Abstract—Irradiation of ethidium monoazide by fluorescent light promotes a chemical decomposition of the azide into a highly reactive nitrene intermediate. Covalent bonding of this electrophile to the DNA in the cell provokes repair of damage which can be monitored by incorporation of [3H]‐thymidine. Human lymphocytes were labeled with [14C]‐ethidium azide and then allowed to undergo DNA repair. Repair incorporation of [3H]‐thymidine showed saturation at 5 µM ethidium azide, but excision of the labeled drug failed to saturate at 20 µM, suggesting that excision and resynthesis are two separate events. Cells were also labeled with the photosensitive drug and/or exposed to UV radiation, and then allowed to undergo a period of DNA repair. The tritium incorporation for the combined insults was less than the sum of the two insults.
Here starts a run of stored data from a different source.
//! Elasticsearch dialect transcoder.

use std::sync::atomic::{AtomicU64, Ordering};

use async_trait::async_trait;
use serde_json::{json, Value};
use tracing::debug;

use rankrelay_core::{
    Choices, Cid, Error, PathBinding, Qid, Query, Ranks, Request, Response, Result, StatusMap,
};

use crate::codex::Codex;

/// Result count when the request names none, matching the search API's own
/// default page size.
const DEFAULT_SIZE: usize = 10;

/// Transcoder for the Elasticsearch search API.
pub struct EsCodex {
    multiplier: usize,
    field: Option<String>,
    packed: AtomicU64,
}

impl EsCodex {
    pub fn new(multiplier: usize, field: Option<String>) -> Self {
        Self {
            multiplier,
            field,
            packed: AtomicU64::new(0),
        }
    }

    /// Result count the client asked for: body `size`, then the query
    /// parameter, then the API default.
    fn requested_size(&self, req: &Request) -> usize {
        if !req.body.is_empty() {
            if let Ok(body) = serde_json::from_slice::<Value>(&req.body) {
                if let Some(size) = body.get("size").and_then(Value::as_u64) {
                    return size as usize;
                }
            }
        }
        req.query_param("size")
            .and_then(|s| s.parse().ok())
            .unwrap_or(DEFAULT_SIZE)
    }

    fn body_json(req: &Request) -> Result<Value> {
        serde_json::from_slice(&req.body)
            .map_err(|e| Error::BadRequest(format!("invalid JSON body: {e}")))
    }

    /// Query text from a search request: the JSON query DSL first, then the
    /// `q` parameter.
    fn extract_query(&self, req: &Request) -> Result<Query> {
        if !req.body.is_empty() {
            let body = Self::body_json(req)?;
            if let Some(text) = dsl_query_text(&body) {
                return Ok(Query(text));
            }
        }
        if let Some(q) = req.query_param("q") {
            return Ok(Query(q));
        }
        Err(Error::BadRequest(
            "no query in request body or q parameter".to_string(),
        ))
    }

    /// Candidate choice from one upstream hit. With a configured field the
    /// choice is that field's value, otherwise the hit source.
    fn choice_from_hit(&self, hit: &Value) -> Value {
        match &self.field {
            Some(field) => hit
                .get("_source")
                .and_then(|source| source.get(field))
                .cloned()
                .unwrap_or(Value::Null),
            None => hit.get("_source").cloned().unwrap_or_else(|| hit.clone()),
        }
    }
}

#[async_trait]
impl Codex for EsCodex {
    fn name(&self) -> &'static str {
        "EsCodex"
    }

    fn search_path(&self) -> PathBinding {
        PathBinding::new("/{index}/_search", &["GET", "POST"])
    }

    fn train_path(&self) -> PathBinding {
        PathBinding::new("/train", &["POST"])
    }

    fn status_path(&self) -> PathBinding {
        PathBinding::new("/status", &["GET"])
    }

    fn error_path(&self) -> PathBinding {
        PathBinding::new("/error", &["POST"])
    }

    async fn magnify(&self, req: &Request) -> Result<Request> {
        let mut out = req.clone();
        let size = self.requested_size(req);
        let magnified = size.saturating_mul(self.multiplier);
        if req.body.is_empty() {
            out.set_query_param("size", &magnified.to_string());
        } else {
            let mut body = Self::body_json(req)?;
            let obj = body.as_object_mut().ok_or_else(|| {
                Error::BadRequest("search body must be a JSON object".to_string())
            })?;
            // The magnified count goes where the client carried the original;
            // the search API prefers the URI param over the body.
            if obj.get("size").and_then(Value::as_u64).is_some() {
                obj.insert("size".to_string(), json!(magnified));
                out.body = serde_json::to_vec(&body)?;
                out.headers
                    .insert("content-length".to_string(), out.body.len().to_string());
            } else {
                out.set_query_param("size", &magnified.to_string());
            }
        }
        debug!("magnified request: {size} -> {magnified} results");
        Ok(out)
    }

    async fn parse(&self, req: &Request, resp: &Response) -> Result<(Query, Choices)> {
        if resp.status >= 400 {
            return Err(Error::Upstream(format!(
                "search API answered {} for {}",
                resp.status,
                req.path_only()
            )));
        }
        let body: Value = serde_json::from_slice(&resp.body)
            .map_err(|e| Error::Upstream(format!("search API sent invalid JSON: {e}")))?;
        let hits = body
            .pointer("/hits/hits")
            .and_then(Value::as_array)
            .ok_or_else(|| Error::Upstream("search API response has no hits".to_string()))?;
        let query = self.extract_query(req)?;
        let choices = hits.iter().map(|hit| self.choice_from_hit(hit)).collect();
        Ok((query, choices))
    }

    async fn pack(
        &self,
        req: &Request,
        resp: &Response,
        _query: &Query,
        choices: &Choices,
        ranks: &Ranks,
        qid: Qid,
        cids: &[Cid],
    ) -> Result<Response> {
        if ranks.len() != choices.len() || cids.len() != choices.len() {
            return Err(Error::Codex(format!(
                "misaligned pack input: {} choices, {} ranks, {} cids",
                choices.len(),
                ranks.len(),
                cids.len()
            )));
        }
        let mut body: Value = serde_json::from_slice(&resp.body)
            .map_err(|e| Error::Upstream(format!("search API sent invalid JSON: {e}")))?;
        let hits = body
            .pointer("/hits/hits")
            .and_then(Value::as_array)
            .cloned()
            .ok_or_else(|| Error::Upstream("search API response has no hits".to_string()))?;
        if hits.len() != choices.len() {
            return Err(Error::Codex(format!(
                "response hits drifted from parse: {} hits, {} choices",
                hits.len(),
                choices.len()
            )));
        }

        // Stable sort keeps upstream order between equal ranks.
        let k = self.requested_size(req);
        let mut order: Vec<usize> = (0..ranks.len()).collect();
        order.sort_by(|a, b| {
            ranks[*b]
                .partial_cmp(&ranks[*a])
                .unwrap_or(std::cmp::Ordering::Equal)
        });

        let mut reranked = Vec::with_capacity(k.min(hits.len()));
        for &i in order.iter().take(k) {
            let mut hit = hits[i].clone();
            if let Some(obj) = hit.as_object_mut() {
                obj.insert("_score".to_string(), json!(ranks[i]));
                obj.insert(
                    "_rankrelay".to_string(),
                    json!({ "qid": qid.0, "cid": cids[i].0 }),
                );
            }
            reranked.push(hit);
        }
        let max_score = reranked
            .first()
            .and_then(|hit| hit.get("_score"))
            .cloned()
            .unwrap_or(Value::Null);
        if let Some(hits_obj) = body.get_mut("hits").and_then(Value::as_object_mut) {
            hits_obj.insert("hits".to_string(), Value::Array(reranked));
            hits_obj.insert("max_score".to_string(), max_score);
        }

        let out_body = serde_json::to_vec(&body)?;
        let mut headers = resp.headers.clone();
        headers.insert("content-length".to_string(), out_body.len().to_string());
        self.packed.fetch_add(1, Ordering::Relaxed);
        debug!("packed {} of {} choices", k.min(choices.len()), choices.len());
        Ok(Response {
            protocol: resp.protocol.clone(),
            status: resp.status,
            headers,
            body: out_body,
        })
    }

    async fn pluck(&self, req: &Request) -> Result<(Qid, Vec<Cid>)> {
        let body = Self::body_json(req)?;
        let qid = body
            .get("qid")
            .and_then(Value::as_i64)
            .map(Qid)
            .ok_or_else(|| Error::BadRequest("train body needs a numeric qid".to_string()))?;
        let cids: Vec<Cid> = match body.get("cids") {
            Some(Value::Array(items)) => items
                .iter()
                .map(|v| v.as_i64().map(Cid))
                .collect::<Option<Vec<_>>>()
                .ok_or_else(|| Error::BadRequest("cids must be numeric".to_string()))?,
            Some(_) => return Err(Error::BadRequest("cids must be an array".to_string())),
            None => match body.get("cid").and_then(Value::as_i64) {
                Some(cid) => vec![Cid(cid)],
                None => {
                    return Err(Error::BadRequest("train body needs cids or cid".to_string()))
                }
            },
        };
        Ok((qid, cids))
    }

    async fn ack(&self, qid: Qid, cids: &[Cid]) -> Result<Response> {
        let cids: Vec<i64> = cids.iter().map(|c| c.0).collect();
        Ok(Response::json(
            200,
            &json!({ "qid": qid.0, "cids": cids, "status": "trained" }),
        ))
    }

    async fn catch(&self, err: &Error) -> Result<Response> {
        Ok(Response::json(
            err.status_code(),
            &json!({ "error": err.to_string(), "kind": err.kind() }),
        ))
    }

    fn pulse(&self, state: StatusMap) -> Response {
        Response::json_pretty(200, &Value::Object(state))
    }

    fn chain_state(&self, mut state: StatusMap) -> StatusMap {
        state.insert(
            self.name().to_string(),
            json!({
                "multiplier": self.multiplier,
                "field": self.field,
                "packed": self.packed.load(Ordering::Relaxed),
            }),
        );
        state
    }
}

/// Query text from the search DSL. Handles `match` (plain and object
/// forms) and `query_string` queries.
fn dsl_query_text(body: &Value) -> Option<String> {
    let query = body.get("query")?;
    if let Some(m) = query.get("match").and_then(Value::as_object) {
        let (_, v) = m.iter().next()?;
        match v {
            Value::String(s) => return Some(s.clone()),
            Value::Object(inner) => {
                if let Some(Value::String(s)) = inner.get("query") {
                    return Some(s.clone());
                }
            }
            _ => {}
        }
    }
    if let Some(Value::String(s)) = query.pointer("/query_string/query") {
        return Some(s.clone());
    }
    None
}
Quinacrine, progesterone and chloroquine inhibited repair incorporation of [3H]‐thymidine, but had no effect on the excision of the drug from the DNA. After damage by ethidium azide, chromatin was isolated from lymphocytes which had been allowed to repair label with [3H]‐thymidine. Partial digestion of the chromatin with micrococcal nuclease released 80% of the tritium when approximately 40% of the DNA had been hydrolyzed by the enzyme.